The first recommendation was to grant the restaurant a new-use permit. Since Spinnaker’s Café is not currently licensed to sell any form of alcohol, the commission said any liquor sales would technically be considered a new use. The commissioners voted unanimously with one abstention to grant the new-use license. Michael Jacquard recused himself from the discussion and vote.
However, the second vote concerning the parking ordinance was more contentious.
According to law, Spinnaker’s Café would need relief from the parking ordinance. The town requires Spinnaker’s Café to provide nine parking spaces, but the eatery is only able to provide three.
While the café is not adding seats, the request for a new-use permit requires the applicant go though the entire zoning process again, including parking. In the past, Spinnaker’s Café has operated with a parking waiver.
Attorney John Murphy, who represented Spinnaker’s, says most restaurants in town also fail to meet the parking ordinance. Moreover, Murphy said, he doesn’t think the enhanced beverage menu will have that much of an impact.
“A beer and wine license is unlikely to add business,” he said.
Determining the number of parking spots Spinnaker’s Café needs to provide is complicated, said Murphy. The Jamestown parking formula is a simple ratio dependent on the number of seats a restaurant has.
However, Spinnaker’s Café has four different kinds of seating. Thirty-eight seats are indoor, but only 30 are year-round. There are six seats available on the deck behind the East Ferry marina, but those are seasonal. There are also 24 summer seats available in front of Spinnaker’s Café on the board- walk.

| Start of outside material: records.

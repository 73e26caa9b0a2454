//! Error types for content store operations.

use std::{fmt, time::Duration};

/// Result type for content store operations.
pub type ContentResult<T> = Result<T, ContentError>;

/// Errors that can occur during content store operations.
///
/// Every variant that comes out of a remote call carries the operation name
/// and the addressed target (`document <id>` or `path <blob>`), so the error
/// alone is enough to diagnose which call failed.
#[derive(Debug)]
pub enum ContentError {
    /// Referenced content does not exist.
    NotFound { target: String },

    /// Write path failed after the resilience policies gave up.
    Upload {
        target: String,
        source: Box<ContentError>,
    },

    /// The circuit breaker rejected the call without contacting the backend.
    CircuitOpen { op: &'static str, target: String },

    /// A single backend call exceeded the configured timeout.
    Timeout {
        op: &'static str,
        target: String,
        after: Duration,
    },

    /// Backend (Azure/object store) failure.
    Backend {
        op: &'static str,
        target: String,
        source: object_store::Error,
    },

    /// Invalid or incomplete configuration. Fatal at construction time.
    Configuration { reason: String },

    /// Checksum computation failed (e.g. unsupported algorithm).
    Checksum { algorithm: String, reason: String },

    /// I/O error, usually from a caller-supplied content stream.
    Io { source: std::io::Error },
}

impl ContentError {
    pub fn configuration(reason: impl Into<String>) -> Self {
        ContentError::Configuration {
            reason: reason.into(),
        }
    }

    /// Map an object store error, turning `NotFound` into the dedicated
    /// variant so callers can tell "missing" apart from "try later".
    pub fn backend(op: &'static str, target: &str, source: object_store::Error) -> Self {
        match source {
            object_store::Error::NotFound { .. } => ContentError::NotFound {
                target: target.to_string(),
            },
            source => ContentError::Backend {
                op,
                target: target.to_string(),
                source,
            },
        }
    }

    /// Wrap a write-path failure. Breaker rejections stay distinct.
    pub fn upload(target: &str, err: ContentError) -> Self {
        match err {
            err @ (ContentError::CircuitOpen { .. }
            | ContentError::Upload { .. }
            | ContentError::Configuration { .. }) => err,
            err => ContentError::Upload {
                target: target.to_string(),
                source: Box::new(err),
            },
        }
    }

    /// Whether the failure says something about backend health.
    ///
    /// Only transient errors are counted as failures by the circuit breaker.
    pub fn is_transient(&self) -> bool {
        match self {
            ContentError::Backend { .. } | ContentError::Timeout { .. } => true,
            ContentError::Upload { source, .. } => source.is_transient(),
            _ => false,
        }
    }

    pub fn is_not_found(&self) -> bool {
        matches!(self, ContentError::NotFound { .. })
    }

    pub fn is_circuit_open(&self) -> bool {
        matches!(self, ContentError::CircuitOpen { .. })
    }
}

impl fmt::Display for ContentError {
    fn fmt(&self, f: &mut fmt::Formatter<'_>) -> fmt::Result {
        match self {
            ContentError::NotFound { target } => write!(f, "Content not found for {}", target),
            ContentError::Upload { target, source } => {
                write!(f, "Failed to upload content for {}: {}", target, source)
            }
            ContentError::CircuitOpen { op, target } => write!(
                f,
                "Circuit breaker is open, rejected {} for {}",
                op, target
            ),
            ContentError::Timeout { op, target, after } => {
                write!(f, "{} for {} timed out after {:?}", op, target, after)
            }
            ContentError::Backend { op, target, source } => {
                write!(f, "Backend error during {} for {}: {}", op, target, source)
            }
            ContentError::Configuration { reason } => write!(f, "Configuration error: {}", reason),
            ContentError::Checksum { algorithm, reason } => {
                write!(f, "Checksum error ({}): {}", algorithm, reason)
            }
            ContentError::Io { source } => write!(f, "I/O error: {}", source),
        }
    }
}

impl std::error::Error for ContentError {
    fn source(&self) -> Option<&(dyn std::error::Error + 'static)> {
        match self {
            ContentError::Upload { source, .. } => Some(source.as_ref()),
            ContentError::Backend { source, .. } => Some(source),
            ContentError::Io { source } => Some(source),
            _ => None,
        }
    }
}

impl From<std::io::Error> for ContentError {
    fn from(err: std::io::Error) -> Self {
        ContentError::Io { source: err }
    }
}

#[cfg(test)]
mod tests {
    use super::*;

    fn generic_backend_error() -> object_store::Error {
        object_store::Error::Generic {
            store: "test",
            source: "connection reset".into(),
        }
    }

    #[test]
    fn test_backend_not_found_maps_to_not_found() {
        let err = ContentError::backend(
            "get",
            "document 42",
            object_store::Error::NotFound {
                path: "documents/42.content".to_string(),
                source: "missing".into(),
            },
        );
        assert!(err.is_not_found());
        assert!(!err.is_transient());
        assert_eq!(err.to_string(), "Content not found for document 42");
    }

    #[test]
    fn test_upload_keeps_circuit_open_distinct() {
        let open = ContentError::CircuitOpen {
            op: "store",
            target: "document 1".to_string(),
        };
        assert!(ContentError::upload("document 1", open).is_circuit_open());

        let wrapped = ContentError::upload(
            "document 1",
            ContentError::backend("store", "document 1", generic_backend_error()),
        );
        assert!(matches!(wrapped, ContentError::Upload { .. }));
        assert!(wrapped.is_transient());
    }
}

The restaurant plans to sell beer and wine only at the 38 indoor seats for control and distribution reasons, Murphy said.
Commissioner Michael Smith argued strongly against recommending parking relief to Spinnaker’s
Café. He was the lone dissenting vote. He said parking in town is stressed past the breaking point.
The recommendation passed 5-1 with Jacquard abstaining again.
In other news, the planning board discussed the ordinance concerning control over buildings of value in town. The decree has caused some contention lately. The preservation of older buildings in the Shoreby Hill neighborhood has repeatedly come before the board in recent months.
“I think we need to discuss the ordinance in terms of what are the intentions of this Planning Commission,” said Town Planner Lisa Bryer.
The idea behind a building-ofvalue ordinance is the protection and preservation of structures that have intangible value, Bryer said. The importance could come from the architectural style or events associated with the building. The Three Sisters homes next to BankNewport were used as examples. According to Bryer, protecting such structures is worthwhile. “That’s the value of the buildingof value ordinance,” she said.
However, the law does have some language and continuity issues. “What does it mean?” asked Commissioner Rosemary Enright.
“If it doesn’t say what we want it to say,” responded Bryer, “let’s change it.”
Changing the ordinance would require input from the community, the commissioners agreed.
“Community support will be the people who really want to have this,” said Vice Chairman Duncan Pendlebury.
Some even wondered if the ordinance is a redundant protection.
“Is it hearsay to say towns evolve, and if an owner doesn’t like it, tear it down?” asked Chairman Mike Swistak. “What’s wrong with tearing down one of the Three Sisters, rebuilding it and make it two sisters and a brother.”
Bryer thinks a clear ordinance is needed.
“I think it gives us a tool in our tool box,” said Bryer.
Lastly, the Planning Commission reviewed its recusal procedures. One member recused himself from the Spinnaker’s discussion. No action was taken on the matter. In the past, members who recused themselves left the panel and sat in the back corner behind town staff.